[Stored data]
....
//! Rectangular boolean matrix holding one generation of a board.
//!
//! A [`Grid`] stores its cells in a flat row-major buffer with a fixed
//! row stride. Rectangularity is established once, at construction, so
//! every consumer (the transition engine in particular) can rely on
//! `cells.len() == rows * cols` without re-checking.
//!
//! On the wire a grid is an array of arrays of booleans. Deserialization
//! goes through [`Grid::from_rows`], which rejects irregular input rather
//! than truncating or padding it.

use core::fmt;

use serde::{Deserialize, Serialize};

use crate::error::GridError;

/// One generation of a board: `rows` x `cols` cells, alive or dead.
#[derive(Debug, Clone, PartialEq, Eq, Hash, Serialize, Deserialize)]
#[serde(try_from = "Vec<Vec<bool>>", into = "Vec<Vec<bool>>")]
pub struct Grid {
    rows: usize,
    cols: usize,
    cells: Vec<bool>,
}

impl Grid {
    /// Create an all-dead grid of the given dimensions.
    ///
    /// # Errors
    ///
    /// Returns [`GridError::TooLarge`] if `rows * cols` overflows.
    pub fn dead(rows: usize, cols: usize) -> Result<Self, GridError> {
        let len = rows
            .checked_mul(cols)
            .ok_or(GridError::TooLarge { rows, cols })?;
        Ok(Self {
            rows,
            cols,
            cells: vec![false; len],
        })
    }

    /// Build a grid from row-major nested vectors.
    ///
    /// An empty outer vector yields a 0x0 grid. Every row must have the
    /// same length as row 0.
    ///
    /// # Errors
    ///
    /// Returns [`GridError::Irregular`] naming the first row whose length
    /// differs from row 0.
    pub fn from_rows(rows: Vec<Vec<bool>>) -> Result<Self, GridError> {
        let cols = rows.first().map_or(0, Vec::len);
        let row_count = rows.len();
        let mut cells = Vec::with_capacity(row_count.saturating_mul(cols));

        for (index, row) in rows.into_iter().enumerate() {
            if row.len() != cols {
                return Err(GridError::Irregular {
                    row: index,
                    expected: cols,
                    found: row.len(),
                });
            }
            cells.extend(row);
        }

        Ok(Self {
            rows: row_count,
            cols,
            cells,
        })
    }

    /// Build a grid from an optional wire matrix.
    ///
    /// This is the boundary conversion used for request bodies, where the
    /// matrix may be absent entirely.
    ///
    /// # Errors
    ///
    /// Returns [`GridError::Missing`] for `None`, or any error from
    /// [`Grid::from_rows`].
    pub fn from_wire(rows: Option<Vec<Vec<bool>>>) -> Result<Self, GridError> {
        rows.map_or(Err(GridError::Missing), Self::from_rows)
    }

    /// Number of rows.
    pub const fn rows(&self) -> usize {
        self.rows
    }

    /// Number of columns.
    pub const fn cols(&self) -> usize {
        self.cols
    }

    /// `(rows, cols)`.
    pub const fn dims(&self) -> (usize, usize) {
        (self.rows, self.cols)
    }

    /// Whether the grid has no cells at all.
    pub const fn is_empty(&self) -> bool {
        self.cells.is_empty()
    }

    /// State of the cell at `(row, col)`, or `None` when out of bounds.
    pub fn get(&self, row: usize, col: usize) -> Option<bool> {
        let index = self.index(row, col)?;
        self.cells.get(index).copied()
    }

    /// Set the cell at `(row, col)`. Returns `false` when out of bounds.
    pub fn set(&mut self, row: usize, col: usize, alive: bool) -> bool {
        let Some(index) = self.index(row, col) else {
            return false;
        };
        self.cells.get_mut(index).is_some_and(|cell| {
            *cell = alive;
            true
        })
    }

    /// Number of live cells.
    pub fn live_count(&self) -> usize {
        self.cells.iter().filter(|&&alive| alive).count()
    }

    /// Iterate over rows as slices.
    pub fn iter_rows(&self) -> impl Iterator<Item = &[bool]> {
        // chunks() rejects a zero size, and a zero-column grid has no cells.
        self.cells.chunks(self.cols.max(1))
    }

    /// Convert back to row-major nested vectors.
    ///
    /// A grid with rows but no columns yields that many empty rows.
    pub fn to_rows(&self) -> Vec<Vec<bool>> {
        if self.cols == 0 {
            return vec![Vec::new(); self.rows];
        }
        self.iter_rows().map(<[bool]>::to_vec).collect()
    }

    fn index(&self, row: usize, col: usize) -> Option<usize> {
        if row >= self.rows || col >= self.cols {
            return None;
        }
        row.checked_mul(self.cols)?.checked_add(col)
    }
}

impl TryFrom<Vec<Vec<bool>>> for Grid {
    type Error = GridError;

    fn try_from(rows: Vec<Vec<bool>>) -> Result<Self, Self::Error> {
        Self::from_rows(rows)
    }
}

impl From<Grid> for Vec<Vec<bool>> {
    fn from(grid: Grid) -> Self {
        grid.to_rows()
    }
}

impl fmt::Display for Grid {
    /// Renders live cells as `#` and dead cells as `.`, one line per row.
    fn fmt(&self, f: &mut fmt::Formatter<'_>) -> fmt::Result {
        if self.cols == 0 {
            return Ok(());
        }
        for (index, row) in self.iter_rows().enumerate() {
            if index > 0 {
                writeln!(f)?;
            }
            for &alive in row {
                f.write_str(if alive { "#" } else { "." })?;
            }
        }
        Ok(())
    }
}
....
= Task directions =
Transcribe only, please, the lines from the first line of the records through the line with "can rely on". Both of those lines are included.

= Task answer =
//! Rectangular boolean matrix holding one generation of a board.
//!
//! A [`Grid`] stores its cells in a flat row-major buffer with a fixed
//! row stride. Rectangularity is established once, at construction, so
//! every consumer (the transition engine in particular) can rely on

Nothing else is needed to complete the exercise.